The Profession by Steven Pressfield


  El-Masri’s partner, Ajmal, bellowed through a bullhorn in Pashto: “Bring us the body of the American!” Avi hissed into his headset mike. The first blast went up at the foot of the slope. The concussion equaled four thousand-pound bombs. It felt like the whole mountain had exploded. In seconds, massive clouds of black dust engulfed the gorge. Shingle was raining like shrapnel. I could hear women screaming and goats bleating.

  “Bring us the body of the American!”

  I waited twenty seconds, then nodded to Avi. The second blast made my brain rattle in its pan. I spit blood. A roar that felt like thunder times ten rolled upslope from the gorge. Stone houses, scores of tons, were plunging into the river.

  Avi was right; the violence of the explosions was more than human senses could endure. The concussion unmanned you at the cellular level.
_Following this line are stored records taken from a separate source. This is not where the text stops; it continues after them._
//! Command runners used to reach hook tools, the container runtime and the init system.
//!
//! `ProcessRunner` spawns real processes and blocks until they exit.
//! `MockRunner` records every command line and answers from scripted outputs,
//! so the whole engine can run in tests without any external tooling.

use crate::domain::model::CommandOutput;
use crate::domain::ports::{command_line, CommandRunner};
use crate::utils::error::Result;
use std::cell::RefCell;
use std::process::Command;

#[derive(Debug, Clone, Copy, Default)]
pub struct ProcessRunner;

impl CommandRunner for ProcessRunner {
    fn output(&self, program: &str, args: &[&str]) -> Result<CommandOutput> {
        tracing::debug!("Exec command: {}", command_line(program, args));

        let output = Command::new(program).args(args).output()?;
        let result = CommandOutput {
            status: output.status.code(),
            stdout: String::from_utf8_lossy(&output.stdout).to_string(),
            stderr: String::from_utf8_lossy(&output.stderr).to_string(),
        };

        if !result.is_success() {
            tracing::debug!(
                "Error invoking command: {} -> {:?}",
                command_line(program, args),
                result.status
            );
        }
        Ok(result)
    }
}

/// Test double keyed by command-line prefix. The longest matching prefix wins;
/// commands without a matching rule succeed with empty output.
#[derive(Debug, Default)]
pub struct MockRunner {
    rules: RefCell<Vec<(String, CommandOutput)>>,
    commands: RefCell<Vec<String>>,
}

impl MockRunner {
    pub fn new() -> Self {
        Self::default()
    }

    pub fn respond(&self, prefix: &str, output: CommandOutput) -> &Self {
        let mut rules = self.rules.borrow_mut();
        rules.retain(|(existing, _)| existing != prefix);
        rules.push((prefix.to_string(), output));
        self
    }

    pub fn respond_ok(&self, prefix: &str, stdout: &str) -> &Self {
        self.respond(prefix, CommandOutput::success(stdout))
    }

    pub fn respond_err(&self, prefix: &str, status: i32, stderr: &str) -> &Self {
        self.respond(prefix, CommandOutput::failure(status, stderr))
    }

    pub fn executed_commands(&self) -> Vec<String> {
        self.commands.borrow().clone()
    }

    /// Commands whose line starts with `prefix`, in execution order.
    pub fn commands_starting_with(&self, prefix: &str) -> Vec<String> {
        self.commands
            .borrow()
            .iter()
            .filter(|cmd| cmd.starts_with(prefix))
            .cloned()
            .collect()
    }
}

impl CommandRunner for MockRunner {
    fn output(&self, program: &str, args: &[&str]) -> Result<CommandOutput> {
        let line = command_line(program, args);
        self.commands.borrow_mut().push(line.clone());

        let rules = self.rules.borrow();
        let output = rules
            .iter()
            .filter(|(prefix, _)| line.starts_with(prefix.as_str()))
            .max_by_key(|(prefix, _)| prefix.len())
            .map(|(_, output)| output.clone())
            .unwrap_or_else(|| CommandOutput::success(""));
        Ok(output)
    }
}

#[cfg(test)]
mod tests {
    use super::*;

    #[test]
    fn mock_runner_records_commands() {
        let runner = MockRunner::new();
        runner.check_call("docker", &["pull", "dockerfile/rethinkdb"]).unwrap();
        runner.check_call("open-port", &["80/TCP"]).unwrap();

        let cmds = runner.executed_commands();
        assert_eq!(cmds, vec!["docker pull dockerfile/rethinkdb", "open-port 80/TCP"]);
    }

    #[test]
    fn mock_runner_prefers_longest_prefix() {
        let runner = MockRunner::new();
        runner
            .respond_ok("relation-get", "{}")
            .respond_ok("relation-get --format=json -r db:1 - mysql/0", "{\"host\":\"a\"}");

        let specific = runner
            .check_output("relation-get", &["--format=json", "-r", "db:1", "-", "mysql/0"])
            .unwrap();
        let generic = runner
            .check_output("relation-get", &["--format=json", "-r", "db:1", "-", "mysql/1"])
            .unwrap();

        assert_eq!(specific, "{\"host\":\"a\"}");
        assert_eq!(generic, "{}");
    }

    #[test]
    fn mock_runner_propagates_failures() {
        let runner = MockRunner::new();
        runner.respond_err("docker stop", 1, "No such container");
        assert!(runner.check_call("docker", &["stop", "abc123"]).is_err());
        assert!(!runner.call("docker", &["stop", "abc123"]));
    }

    #[test]
    fn process_runner_reports_exit_status() {
        let runner = ProcessRunner;
        let ok = runner.output("sh", &["-c", "echo hello"]).unwrap();
        assert!(ok.is_success());
        assert_eq!(ok.stdout.trim(), "hello");

        let failed = runner.output("sh", &["-c", "exit 3"]).unwrap();
        assert_eq!(failed.status, Some(3));
    }
}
Our team was two hundred yards uphill from the blast site, shielded by blockwall upon blockwall of megatonnage stone, and still our internal organs felt bruised and battered.
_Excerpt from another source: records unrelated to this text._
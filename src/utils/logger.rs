use tracing_subscriber::{layer::SubscriberExt, util::SubscriberInitExt, EnvFilter};

pub fn init_cli_logger(verbose: bool) {
    let filter = if verbose {
        EnvFilter::try_from_default_env()
            .unwrap_or_else(|_| EnvFilter::new("unit_reconciler=debug,info"))
    } else {
        EnvFilter::try_from_default_env()
            .unwrap_or_else(|_| EnvFilter::new("unit_reconciler=info"))
    };

    tracing_subscriber::registry()
        .with(filter)
        .with(
            tracing_subscriber::fmt::layer()
                .with_target(false)
                .with_thread_ids(false)
                .with_file(false)
                .with_line_number(false)
                .with_writer(std::io::stderr)
                .compact(),
        )
        .init();
}

/// JSON output for control planes that ship hook logs to a collector.
pub fn init_json_logger() {
    let filter = EnvFilter::try_from_default_env()
        .unwrap_or_else(|_| EnvFilter::new("unit_reconciler=info"));

    tracing_subscriber::registry()
        .with(filter)
        .with(
            tracing_subscriber::fmt::layer()
                .with_target(false)
                .with_thread_ids(false)
                .with_file(false)
                .with_line_number(false)
                .with_writer(std::io::stderr)
                .json(),
        )
        .init();
}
  “Bring us the body of the American!”

  Armed shapes appeared upslope from the square. I saw muzzles flash. I dove for cover.

  Avi detonated the third charge. We all plunged behind walls. Slides started on the west end of the village; half the mountain was coming down. The firing from upslope stopped. El-Masri, Tim Hayward, and I peered cautiously from our hides.

  A form stepped forward.

  A tribesman—an elder, about fifty—appeared across the stone square. On one side of the site was the mountain, climbing straight up for a thousand feet; on the other three sides squatted the as-yet-undestroyed upper houses of the village. Ajmal shouted to the man to give us the American’s body. Our Pashtuns scurried forward, reinforcing me and el-Masri. More armed tribesmen appeared in the shadows.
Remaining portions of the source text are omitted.